YOUR GOAL
Of the material below, the lines to be retyped are those from the line containing "if let Err(e)" through the line containing "if entry.retry_count <", inclusive; reproduce them exactly.

INPUT FOR THIS TASK
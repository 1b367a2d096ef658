//! Background queue processor.
//!
//! Pulls persisted requests from the durable queue and hands them to the
//! [`JobRunner`]. Every unit of queue work opens its own short-lived session
//! and drops it before any job work continues, so a slow job never pins a
//! queue connection.

use std::collections::{HashMap, HashSet};
use std::sync::{Arc, Mutex, MutexGuard};

use chrono::Utc;
use tokio::sync::watch;
use tokio::time::MissedTickBehavior;
use tracing::{debug, info, warn};

use vgen_models::{GenerationRequest, JobId, JobState};
use vgen_queue::{QueueEntry, QueueStore};

use crate::error::{WorkerError, WorkerResult};
use crate::metrics;
use crate::runner::JobRunner;

/// How a dispatched job ended, as recorded on its queue entry.
#[derive(Debug, Clone, PartialEq, Eq)]
enum Outcome {
    Completed,
    Failed(String),
}

/// What one maintenance pass did.
#[derive(Debug, Default, Clone, PartialEq, Eq)]
pub struct MaintenanceReport {
    pub heartbeats: usize,
    pub requeued: usize,
    pub failed: usize,
    pub written_back: usize,
    pub evicted: usize,
    pub providers_up: usize,
}

fn lock<T>(mutex: &Mutex<T>) -> MutexGuard<'_, T> {
    mutex.lock().unwrap_or_else(|poisoned| poisoned.into_inner())
}

/// Drives queue entries through the job runner.
#[derive(Clone)]
pub struct QueueProcessor {
    store: Arc<dyn QueueStore>,
    runner: JobRunner,
    /// Entry id -> job running for it on this worker
    inflight: Arc<Mutex<HashMap<String, JobId>>>,
    /// Finished entries whose outcome has not been stored yet
    unreported: Arc<Mutex<HashMap<String, Outcome>>>,
}

impl QueueProcessor {
    pub fn new(store: Arc<dyn QueueStore>, runner: JobRunner) -> Self {
        Self {
            store,
            runner,
            inflight: Arc::new(Mutex::new(HashMap::new())),
            unreported: Arc::new(Mutex::new(HashMap::new())),
        }
    }

    /// Persist a request for later dispatch.
    pub async fn enqueue(&self, request: GenerationRequest) -> WorkerResult<QueueEntry> {
        request
            .ensure_valid()
            .map_err(|e| WorkerError::invalid_input(e.to_string()))?;
        let mut session = self.store.session().await?;
        Ok(session.enqueue(request).await?)
    }

    /// Entries dispatched by this worker whose jobs are still running.
    pub fn inflight(&self) -> Vec<(String, JobId)> {
        lock(&self.inflight)
            .iter()
            .map(|(entry, job)| (entry.clone(), job.clone()))
            .collect()
    }

    /// Dispatch as many pending entries as there is capacity for.
    ///
    /// Returns the number of jobs started. Store failures skip the cycle.
    pub async fn process_next_batch(&self) -> usize {
        let config = self.runner.config();
        let capacity = config
            .max_concurrent_jobs
            .saturating_sub(self.runner.active_count())
            .min(config.batch_size);
        if capacity == 0 {
            debug!("At capacity, skipping queue poll");
            return 0;
        }

        let entries = match self.fetch(capacity).await {
            Ok(entries) => entries,
            Err(e) => {
                warn!("Skipping queue poll: {}", e);
                metrics::record_queue_session_error("fetch");
                return 0;
            }
        };

        let mut dispatched = 0;
        for entry in entries {
            let entry_id = entry.entry_id.clone();
            match self.dispatch(entry).await {
                Ok(true) => dispatched += 1,
                Ok(false) => {}
                Err(e) => {
                    warn!(entry_id = %entry_id, "Failed to dispatch queue entry: {}", e);
                    metrics::record_queue_session_error("dispatch");
                }
            }
        }
        dispatched
    }

    async fn fetch(&self, limit: usize) -> WorkerResult<Vec<QueueEntry>> {
        let mut session = self.store.session().await?;
        Ok(session.fetch_pending(limit).await?)
    }

    async fn dispatch(&self, entry: QueueEntry) -> WorkerResult<bool> {
        let job_id = JobId::new();
        let claimed = {
            let mut session = self.store.session().await?;
            session.mark_dispatched(&entry.entry_id, &job_id).await?
        };
        if !claimed {
            debug!(entry_id = %entry.entry_id, "Entry claimed elsewhere");
            return Ok(false);
        }

        match self.runner.start_with_id(job_id.clone(), entry.request).await {
            Ok(_) => {
                lock(&self.inflight).insert(entry.entry_id.clone(), job_id.clone());
                metrics::record_queue_dispatch();
                info!(
                    entry_id = %entry.entry_id,
                    job_id = %job_id,
                    retry_count = entry.retry_count,
                    "Dispatched queue entry"
                );
                self.watch(entry.entry_id, job_id);
                Ok(true)
            }
            Err(e) => {
                warn!(entry_id = %entry.entry_id, "Job failed to start: {}", e);
                let mut session = self.store.session().await?;
                session.mark_failed(&entry.entry_id, &e.to_string()).await?;
                Ok(false)
            }
        }
    }

    /// Record the job's outcome on its entry once it finishes.
    fn watch(&self, entry_id: String, job_id: JobId) {
        let processor = self.clone();
        tokio::spawn(async move {
            let outcome = match processor.runner.wait_for_terminal(&job_id).await {
                Ok(snapshot) if snapshot.state == JobState::Completed => Outcome::Completed,
                Ok(snapshot) => Outcome::Failed(
                    snapshot
                        .error_message
                        .unwrap_or_else(|| snapshot.state.to_string()),
                ),
                Err(e) => Outcome::Failed(e.to_string()),
            };

            // Parked before leaving `inflight` so maintenance never sees the
            // entry as orphaned.
            lock(&processor.unreported).insert(entry_id.clone(), outcome.clone());
            lock(&processor.inflight).remove(&entry_id);

            match processor.write_back(&entry_id, &outcome).await {
                Ok(()) => {
                    lock(&processor.unreported).remove(&entry_id);
                }
                Err(e) => {
                    warn!(entry_id = %entry_id, "Failed to record job outcome, will retry: {}", e);
                    metrics::record_queue_session_error("write_back");
                }
            }
        });
    }

    async fn write_back(&self, entry_id: &str, outcome: &Outcome) -> WorkerResult<()> {
        let mut session = self.store.session().await?;
        match outcome {
            Outcome::Completed => session.mark_completed(entry_id).await?,
            Outcome::Failed(message) => session.mark_failed(entry_id, message).await?,
        }
        Ok(())
    }

    /// Retry outcome write-backs, heartbeat running entries, reap stale
    /// ones, evict old jobs and re-probe providers.
    pub async fn perform_maintenance(&self) -> MaintenanceReport {
        let mut report = MaintenanceReport::default();

        let pending: Vec<(String, Outcome)> = lock(&self.unreported)
            .iter()
            .map(|(id, outcome)| (id.clone(), outcome.clone()))
            .collect();
        for (entry_id, outcome) in pending {
            match self.write_back(&entry_id, &outcome).await {
                Ok(()) => {
                    lock(&self.unreported).remove(&entry_id);
                    report.written_back += 1;
                }
                Err(e) => debug!(entry_id = %entry_id, "Write-back still failing: {}", e),
            }
        }

        if let Err(e) = self.reap_stale(&mut report).await {
            warn!("Skipping stale entry scan: {}", e);
            metrics::record_queue_session_error("maintenance");
        }

        report.evicted = self.runner.evict_finished().await;
        report.providers_up = self
            .runner
            .refresh_providers()
            .await
            .iter()
            .filter(|d| d.available)
            .count();
        report
    }

    async fn reap_stale(&self, report: &mut MaintenanceReport) -> WorkerResult<()> {
        let config = self.runner.config();
        let inflight: HashSet<String> = lock(&self.inflight).keys().cloned().collect();
        let unreported: HashSet<String> = lock(&self.unreported).keys().cloned().collect();

        let mut session = self.store.session().await?;
        for entry_id in &inflight {
            match session.heartbeat(entry_id).await {
                Ok(()) => report.heartbeats += 1,
                Err(e) => warn!(entry_id = %entry_id, "Heartbeat failed: {}", e),
            }
        }

        let stale_for = chrono::Duration::from_std(config.stale_threshold)
            .unwrap_or(chrono::Duration::MAX);
        let cutoff = Utc::now()
            .checked_sub_signed(stale_for)
            .unwrap_or(chrono::DateTime::<Utc>::MIN_UTC);

        for entry in session.stale_dispatched(cutoff).await? {
            if inflight.contains(&entry.entry_id) || unreported.contains(&entry.entry_id) {
                continue;
            }
            if entry.retry_count < config.max_retries {
                warn!(
                    entry_id = %entry.entry_id,
                    retry_count = entry.retry_count,
                    "Requeueing stale queue entry"
                );
                session
                    .requeue(&entry.entry_id, "worker lost heartbeat", config.retry_delay)
                    .await?;
                metrics::record_stale_reaped("requeued");
                report.requeued += 1;
            } else {
                warn!(
                    entry_id = %entry.entry_id,
                    retry_count = entry.retry_count,
                    "Failing stale queue entry after max retries"
                );
                session
                    .mark_failed(
                        &entry.entry_id,
                        &format!("stale after {} retries", entry.retry_count),
                    )
                    .await?;
                metrics::record_stale_reaped("failed");
                report.failed += 1;
            }
        }
        Ok(())
    }

    /// Poll and maintain until `shutdown` flips to `true` or its sender drops.
    pub async fn run(&self, mut shutdown: watch::Receiver<bool>) {
        let config = self.runner.config();
        let mut poll = tokio::time::interval(config.poll_interval);
        poll.set_missed_tick_behavior(MissedTickBehavior::Skip);
        let mut maintenance = tokio::time::interval(config.maintenance_interval);
        maintenance.set_missed_tick_behavior(MissedTickBehavior::Skip);

        info!(
            max_jobs = config.max_concurrent_jobs,
            poll_ms = config.poll_interval.as_millis() as u64,
            "Queue processor started"
        );

        loop {
            tokio::select! {
                changed = shutdown.changed() => {
                    if changed.is_err() || *shutdown.borrow() {
                        break;
                    }
                }
                _ = poll.tick() => {
                    let started = self.process_next_batch().await;
                    if started > 0 {
                        debug!(started, "Queue poll dispatched jobs");
                    }
                }
                _ = maintenance.tick() => {
                    let report = self.perform_maintenance().await;
                    debug!(?report, "Maintenance pass complete");
                }
            }
        }

        info!("Queue processor stopped");
    }
}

TASK ANSWER
        if let Err(e) = self.reap_stale(&mut report).await {
            warn!("Skipping stale entry scan: {}", e);
            metrics::record_queue_session_error("maintenance");
        }

        report.evicted = self.runner.evict_finished().await;
        report.providers_up = self
            .runner
            .refresh_providers()
            .await
            .iter()
            .filter(|d| d.available)
            .count();
        report
    }

    async fn reap_stale(&self, report: &mut MaintenanceReport) -> WorkerResult<()> {
        let config = self.runner.config();
        let inflight: HashSet<String> = lock(&self.inflight).keys().cloned().collect();
        let unreported: HashSet<String> = lock(&self.unreported).keys().cloned().collect();

        let mut session = self.store.session().await?;
        for entry_id in &inflight {
            match session.heartbeat(entry_id).await {
                Ok(()) => report.heartbeats += 1,
                Err(e) => warn!(entry_id = %entry_id, "Heartbeat failed: {}", e),
            }
        }

        let stale_for = chrono::Duration::from_std(config.stale_threshold)
            .unwrap_or(chrono::Duration::MAX);
        let cutoff = Utc::now()
            .checked_sub_signed(stale_for)
            .unwrap_or(chrono::DateTime::<Utc>::MIN_UTC);

        for entry in session.stale_dispatched(cutoff).await? {
            if inflight.contains(&entry.entry_id) || unreported.contains(&entry.entry_id) {
                continue;
            }
            if entry.retry_count < config.max_retries {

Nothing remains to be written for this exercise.